Margaret Ogilvy
CHAPTER X
ART THOU AFRAID HIS POWER SHALL FAIL?
For years I had been trying to prepare myself for my
mother’s death, trying to foresee how she would die, seeing
myself when she was dead. Even then I knew it was a vain
thing I did, but I am sure there was no morbidness in it. I
hoped I should be with her at the end, not as the one she looked
at last but as him from whom she would turn only to look upon her
best-beloved, not my arm but my sister’s should be round
her when she died, not my hand but my sister’s should close
her eyes. I knew that I might reach her too late; I saw
myself open a door where there was none to greet me, and go up
the old stair into the old room. But what I did not foresee
was that which happened. I little thought it could come
about that I should climb the old stair, and pass the door beyond
which my mother lay dead, and enter another room first, and go on
my knees there.
My mother’s favourite paraphrase is one known in our
house as David’s because it was the last he learned to
repeat. It was also the last thing she read—
Art thou afraid his power shall fail
When comes thy evil day?
And can an all-creating arm
Grow weary or decay?
I heard her voice gain strength as she read it, I saw her
timid face take courage, but when came my evil day, then at the
dawning, alas for me, I was afraid.
In those last weeks, though we did not know it, my sister was
dying on her feet.
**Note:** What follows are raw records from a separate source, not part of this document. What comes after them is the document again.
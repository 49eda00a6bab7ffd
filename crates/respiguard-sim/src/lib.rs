pub mod envelope;
pub mod simulator;
pub mod source;
#[cfg(test)]
mod tests;

pub use envelope::{DriftEnvelope, StressCoupling, WalkRange};
pub use simulator::{advance, Simulator};
pub use source::{FixedSource, RandSource, SequenceSource, UniformSource};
For many years she had been giving her
life, a little bit at a time, for another year, another month,
latterly for another day, of her mother, and now she was worn
out. ‘I’ll never leave you,
mother.’—‘Fine I know you’ll never leave
me.’ I thought that cry so pathetic at the time, but
I was not to know its full significance until it was only the
echo of a cry. Looking at these two then it was to me as if
my mother had set out for the new country, and my sister held her
back. But I see with a clearer vision now. It is no
longer the mother but the daughter who is in front, and she
cries, ‘Mother, you are lingering so long at the end, I
have ill waiting for you.’
But she knew no more than we how it was to be; if she seemed
weary when we met her on the stair, she was still the brightest,
the most active figure in my mother’s room; she never
complained, save when she had to depart on that walk which
separated them for half an hour. How reluctantly she put on
her bonnet, how we had to press her to it, and how often, having
gone as far as the door, she came back to stand by my
mother’s side. Sometimes as we watched from the
window, I could not but laugh, and yet with a pain at my heart,
to see her hasting doggedly onward, not an eye for right or left,
nothing in her head but the return. There was always my
father in the house, than whom never was a more devoted husband,
and often there were others, one daughter in particular, but they
scarce dared tend my mother—this one snatched the cup
jealously from their hands. My mother liked it best from
her. We all knew this. ‘I like them fine, but I
canna do without you.’ My sister, so unselfish in all
other things, had an unwearying passion for parading it before
us. It was the rich reward of her life.
The others spoke among themselves of what must come soon, and
they had tears to help them, but this daughter would not speak of
it, and her tears were ever slow to come. I knew that night
and day she was trying to get ready for a world without her
mother in it, but she must remain dumb; none of us was so Scotch
as she, she must bear her agony alone, a tragic solitary
Scotchwoman. Even my mother, who spoke so calmly to us of
the coming time, could not mention it to her. These two,
the one in bed, and the other bending over her, could only look
long at each other, until slowly the tears came to my
sister’s eyes, and then my mother would turn away her wet
face. And still neither said a word, each knew so well what
was in the other’s thoughts, so eloquently they spoke in
silence, ‘Mother, I am loath to let you go,’ and
‘Oh my daughter, now that my time is near, I wish you
werena quite so fond of me.’ But when the daughter
had slipped away my mother would grip my hand and cry, ‘I
leave her to you; you see how she has sown, it will depend on you
how she is to reap.’ And I made promises, but I
suppose neither of us saw that she had already reaped.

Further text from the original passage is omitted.